Work required:
Pull out every line below that contains the word "async".

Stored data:
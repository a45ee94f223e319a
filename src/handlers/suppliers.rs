use super::common::{
    created_response, map_service_error, success_response, validate_input, PaginatedResponse,
    PaginationParams,
};
use crate::{errors::ApiError, handlers::AppState, services::suppliers::SupplierInput};
use axum::{
    extract::{Json, Path, Query, State},
    routing::get,
    Router,
};
use serde::{Deserialize, Serialize};
use tracing::info;
use utoipa::ToSchema;
use uuid::Uuid;
use validator::Validate;

#[derive(Debug, Serialize, Deserialize, Validate, ToSchema)]
pub struct SupplierRequest {
    #[validate(length(min = 1, max = 200, message = "Name is required"))]
    pub name: String,
    pub contact_person: Option<String>,
    #[validate(email(message = "Invalid email address"))]
    pub email: Option<String>,
    pub phone: Option<String>,
    pub address_line: Option<String>,
    pub city: Option<String>,
    pub state: Option<String>,
    pub postal_code: Option<String>,
    pub country: Option<String>,
    pub gstin: Option<String>,
    pub payment_terms: Option<String>,
    #[serde(default)]
    #[validate(range(min = 0, max = 365))]
    pub credit_days: i32,
}

impl From<SupplierRequest> for SupplierInput {
    fn from(req: SupplierRequest) -> Self {
        SupplierInput {
            name: req.name,
            contact_person: req.contact_person,
            email: req.email,
            phone: req.phone,
            address_line: req.address_line,
            city: req.city,
            state: req.state,
            postal_code: req.postal_code,
            country: req.country,
            gstin: req.gstin,
            payment_terms: req.payment_terms,
            credit_days: req.credit_days,
        }
    }
}

#[derive(Debug, Deserialize)]
pub struct SupplierListParams {
    #[serde(flatten)]
    pub pagination: PaginationParams,
    #[serde(default)]
    pub active_only: bool,
}

/// Create a supplier
#[utoipa::path(
    post,
    path = "/api/v1/suppliers",
    request_body = SupplierRequest,
    responses(
        (status = 201, description = "Supplier created", body = serde_json::Value),
        (status = 400, description = "Invalid request", body = crate::errors::ErrorResponse)
    ),
    tag = "suppliers"
)]
pub async fn create_supplier(
    State(state): State<AppState>,
    Json(payload): Json<SupplierRequest>,
) -> Result<impl axum::response::IntoResponse, ApiError> {
    validate_input(&payload)?;

    let supplier = state
        .services
        .suppliers
        .create_supplier(payload.into())
        .await
        .map_err(map_service_error)?;

    info!("Supplier created: {}", supplier.id);
    Ok(created_response(supplier))
}

/// List suppliers
#[utoipa::path(
    get,
    path = "/api/v1/suppliers",
    params(PaginationParams),
    responses(
        (status = 200, description = "Suppliers fetched", body = serde_json::Value)
    ),
    tag = "suppliers"
)]
pub async fn list_suppliers(
    State(state): State<AppState>,
    Query(params): Query<SupplierListParams>,
) -> Result<impl axum::response::IntoResponse, ApiError> {
    let (suppliers, total) = state
        .services
        .suppliers
        .list_suppliers(
            params.pagination.page,
            params.pagination.per_page,
            params.active_only,
        )
        .await
        .map_err(map_service_error)?;

    Ok(success_response(PaginatedResponse::new(
        suppliers,
        params.pagination.page,
        params.pagination.per_page,
        total,
    )))
}

/// Get a supplier by ID
#[utoipa::path(
    get,
    path = "/api/v1/suppliers/{id}",
    params(
        ("id" = Uuid, Path, description = "Supplier ID")
    ),
    responses(
        (status = 200, description = "Supplier fetched", body = serde_json::Value),
        (status = 404, description = "Supplier not found", body = crate::errors::ErrorResponse)
    ),
    tag = "suppliers"
)]
pub async fn get_supplier(
    State(state): State<AppState>,
    Path(supplier_id): Path<Uuid>,
) -> Result<impl axum::response::IntoResponse, ApiError> {
    let supplier = state
        .services
        .suppliers
        .get_supplier(supplier_id)
        .await
        .map_err(map_service_error)?;
    Ok(success_response(supplier))
}

/// Update a supplier's master data
#[utoipa::path(
    put,
    path = "/api/v1/suppliers/{id}",
    request_body = SupplierRequest,
    params(
        ("id" = Uuid, Path, description = "Supplier ID")
    ),
    responses(
        (status = 200, description = "Supplier updated", body = serde_json::Value),
        (status = 404, description = "Supplier not found", body = crate::errors::ErrorResponse)
    ),
    tag = "suppliers"
)]
pub async fn update_supplier(
    State(state): State<AppState>,
    Path(supplier_id): Path<Uuid>,
    Json(payload): Json<SupplierRequest>,
) -> Result<impl axum::response::IntoResponse, ApiError> {
    validate_input(&payload)?;

    let supplier = state
        .services
        .suppliers
        .update_supplier(supplier_id, payload.into())
        .await
        .map_err(map_service_error)?;
    Ok(success_response(supplier))
}

/// Deactivate a supplier
#[utoipa::path(
    delete,
    path = "/api/v1/suppliers/{id}",
    params(
        ("id" = Uuid, Path, description = "Supplier ID")
    ),
    responses(
        (status = 200, description = "Supplier deactivated", body = serde_json::Value),
        (status = 404, description = "Supplier not found", body = crate::errors::ErrorResponse)
    ),
    tag = "suppliers"
)]
pub async fn deactivate_supplier(
    State(state): State<AppState>,
    Path(supplier_id): Path<Uuid>,
) -> Result<impl axum::response::IntoResponse, ApiError> {
    let supplier = state
        .services
        .suppliers
        .deactivate_supplier(supplier_id)
        .await
        .map_err(map_service_error)?;

    info!("Supplier deactivated: {}", supplier.id);
    Ok(success_response(supplier))
}

pub fn supplier_routes() -> Router<AppState> {
    Router::new()
        .route("/", get(list_suppliers).post(create_supplier))
        .route(
            "/:id",
            get(get_supplier)
                .put(update_supplier)
                .delete(deactivate_supplier),
        )
}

Result:
pub async fn create_supplier(
pub async fn list_suppliers(
pub async fn get_supplier(
pub async fn update_supplier(
pub async fn deactivate_supplier(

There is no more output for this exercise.